Consolidating Intertwined Entities: What Article 30 Now Means in Practice
The judgment also provides useful guidance on a question that comes up frequently in complex insolvency matters: when can legally separate entities be brought into a single bankruptcy proceeding?
Under Article 30 of Federal Decree-Law No. 51 of 2023, the Bankruptcy Court has the power to consolidate any legal entity whose assets are financially intertwined with those of the debtor, or where separating the proceedings would be practically impossible. Crucially, this does not require a formal holding structure or legal subordination. It requires proof of material financial entanglement.
The Court identified three categories of evidence capable of establishing that entanglement:
- An expert report confirming financial entanglement through examination of audited accounts, banking transactions, credit facilities, and mutual guarantees, demonstrating that separate proceedings are impossible as a matter of law and fact.
- A joint bankruptcy application filed by principals on behalf of themselves and their companies in a single unified petition, which itself constitutes implicit judicial recognition of the indivisibility of the proceedings.
- A unified VAT registration certificate issued by the Federal Tax Authority, confirming that all entities are registered as a single tax group under one number, constituting formal official evidence of unified operations and inseparable financial obligations.
For practitioners advising on group structures, this guidance is particularly valuable.
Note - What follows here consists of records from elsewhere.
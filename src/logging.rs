use anyhow::{anyhow, Context};
use std::fs::OpenOptions;
use std::path::Path;
use std::sync::Mutex;
use tracing_subscriber::EnvFilter;

static DEFAULT_FILTER: &str = "info";

/// Send diagnostics to `path`, appending to it.  The terminal belongs to the
/// calendar while it runs, so nothing is ever logged to stderr.
///
/// The filter comes from `RUST_LOG`; if that is unset or cannot be parsed,
/// `info` is used, and the rejected value is reported in the log itself.
pub(crate) fn init(path: &Path) -> anyhow::Result<()> {
    let file = OpenOptions::new()
        .create(true)
        .append(true)
        .open(path)
        .with_context(|| format!("failed to open log file {}", path.display()))?;
    let directives = std::env::var(EnvFilter::DEFAULT_ENV).ok();
    let (env_filter, rejected) = filter_from(directives.as_deref());
    tracing_subscriber::fmt()
        .with_env_filter(env_filter)
        .with_writer(Mutex::new(file))
        .with_target(true)
        .with_ansi(false)
        .try_init()
        .map_err(|e| anyhow!("failed to install log subscriber: {e}"))?;
    tracing::info!(version = env!("CARGO_PKG_VERSION"), "logging started");
    if let Some(reason) = rejected {
        tracing::warn!(%reason, default = DEFAULT_FILTER, "ignoring RUST_LOG");
    }
    Ok(())
}

// Returns the filter to install, plus why `directives` was rejected if it was
fn filter_from(directives: Option<&str>) -> (EnvFilter, Option<String>) {
    match directives {
        Some(d) => match EnvFilter::try_new(d) {
            Ok(filter) => (filter, None),
            Err(e) => (
                EnvFilter::new(DEFAULT_FILTER),
                Some(format!("invalid filter {d:?}: {e}")),
            ),
        },
        None => (EnvFilter::new(DEFAULT_FILTER), None),
    }
}
use crate::store::DirStorage;
use anyhow::Context;
use std::path::PathBuf;

/// Name of the directory under the platform data dir holding day records
static APP_DIR: &str = "goalcal";

/// Locations resolved from the command line and the platform defaults
#[derive(Clone, Debug, Eq, PartialEq)]
pub(crate) struct Config {
    pub(crate) data_dir: PathBuf,
    pub(crate) log_file: Option<PathBuf>,
}

impl Config {
    pub(crate) fn resolve(
        data_dir: Option<PathBuf>,
        log_file: Option<PathBuf>,
    ) -> anyhow::Result<Config> {
        let data_dir = match data_dir {
            Some(dir) => dir,
            None => dirs::data_dir()
                .context("could not determine local data directory; pass --data-dir")?
                .join(APP_DIR),
        };
        Ok(Config { data_dir, log_file })
    }

    pub(crate) fn storage(&self) -> DirStorage {
        DirStorage::new(self.data_dir.clone())
    }
}

#[cfg(test)]
mod tests {
    use super::*;
    use std::path::Path;

    #[test]
    fn test_explicit_paths() {
        let config = Config::resolve(
            Some(PathBuf::from("/tmp/goals")),
            Some(PathBuf::from("/tmp/goalcal.log")),
        )
        .unwrap();
        assert_eq!(config.data_dir, PathBuf::from("/tmp/goals"));
        assert_eq!(config.log_file, Some(PathBuf::from("/tmp/goalcal.log")));
        assert_eq!(config.storage().dir(), Path::new("/tmp/goals"));
    }

    #[test]
    fn test_default_data_dir() {
        if let Some(base) = dirs::data_dir() {
            let config = Config::resolve(None, None).unwrap();
            assert_eq!(config.data_dir, base.join("goalcal"));
            assert_eq!(config.log_file, None);
        }
    }
}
It confirms that economic reality, not legal formality, is the operative test for consolidation.
What This Means Going Forward
This ruling resolves a genuine area of uncertainty that had been causing real problems for creditors attempting to pursue bankruptcy proceedings against DMCC-registered companies. The answer is now clear: there is no separate bankruptcy regime within the DMCC, UAE bankruptcy law operates as a unified federal system, and the competent forum is determined by where business is actually conducted and where principals are actually domiciled, not the address on a commercial licence.
For creditors and investors, this delivers a more predictable landscape. For free zone companies, particularly those with intertwined group structures, it is a reminder that formal registration choices do not insulate against UAE insolvency jurisdiction. And for the broader market, it materially strengthens the legal infrastructure underpinning the UAE's insolvency and financial reorganisation regime.
If you are dealing with a UAE insolvency matter, whether as a creditor, a company, or an adviser, this judgment is essential reading.